The lingering spectre of the Euston Arch hangs heavy over Euston Station, but now there’s a tribute to the arch installed where it once stood. That happens to be on the ramp leading down to platforms 8-11, which is a reminder of why it had to go in the first place, it was right in the middle of where the enlarged Euston station needed to be built.

Using funding from the Railway Heritage Trust, Network Rail installed a couple of print replicas of the arch’s massive columns have been placed on the platform ramp in the exact location where the originals stood, with a small sign between them indicating what they represent.

There’s also a large video screen that shows a series of images of the Arch from its birth through to death. Importantly, the photos also show the Arch as it was in the 1950s, after all the land around had built up, so in effect, it was on a side street and cramped in between other buildings.

The printed columns are a bit easy to miss when walking past during the rush hour unless you spot the sign by them and stop to read it, and most of the people on my visit raced past the video to get on a train, but a couple stopped to have a short look.

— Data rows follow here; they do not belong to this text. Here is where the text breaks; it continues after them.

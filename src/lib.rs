//! # passage
//!
//! A synchronous middleware pipeline for HTTP request handling.
//!
//! A request is sent through an ordered list of middleware and finally to a
//! destination. Each middleware wraps everything after it: it may act before
//! the rest of the chain, after it, or instead of it.
//!
//! ## The contract
//!
//! - Middleware run in list order on the way in and in reverse on the way out.
//! - A middleware that does not call `next` short-circuits: nothing after it
//!   runs, the destination included.
//! - Named middleware are resolved through a [`Container`] only when the
//!   chain reaches them.
//! - Whatever the destination returns is coerced into a [`Response`] through
//!   [`IntoResponse`]: strings become HTML, maps and lists become JSON,
//!   `None` becomes `204 No Content`.
//! - Errors propagate to the caller untouched. Turning them into a status
//!   code is the host's job; [`Server`] answers with a JSON `500`.
//!
//! ## Quick start
//!
//! ```rust
//! use std::sync::Arc;
//! use passage::{Pipe, Pipeline, Request, Response, Services};
//!
//! let services = Services::new().middleware_fn("auth", |request, next| {
//!     if request.header("Authorization").is_none() {
//!         return Ok(Response::error("Unauthorized", 401));
//!     }
//!     next.run(request)
//! });
//!
//! let request = Request::builder()
//!     .uri("/users?page=2")
//!     .header("Authorization", "Bearer t0k3n")
//!     .build();
//!
//! let response = Pipeline::new(Arc::new(services))
//!     .send(request)
//!     .through([Pipe::named("auth")])
//!     .then(|request| serde_json::json!({ "page": request.int("page", 1) }))
//!     .unwrap();
//!
//! assert_eq!(response.status(), 200);
//! assert_eq!(response.content(), r#"{"page":2}"#);
//! ```
//!
//! Serving over HTTP is one more step, see [`Server`].

mod container;
mod error;
mod handler;
mod pipeline;
mod request;
mod response;
mod server;
mod transport;

pub mod middleware;
pub mod sanitize;

pub use container::{Container, Service, Services, resolve_as};
pub use error::{Error, ResolveError, Result};
pub use middleware::{Middleware, Next, Pipe, Trace};
pub use pipeline::Pipeline;
pub use request::{FileUpload, Params, Request, RequestBuilder};
pub use response::{ContentType, IntoResponse, Json, Response};
pub use server::Server;
pub use transport::{Transport, Wire};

Andy Savage, executive director at the Railway Heritage Trust, said: “The decision to demolish the Euston Arch totally, rather than relocate it as originally proposed, was one of the greatest mistakes of 1950’s and 60’s railway architecture, although happily its sister structure at Birmingham still shows us its style and size. The RHT is delighted to have been able to propose and fund this scheme, which both shows clearly where the arch was located, and commemorates a great structure.”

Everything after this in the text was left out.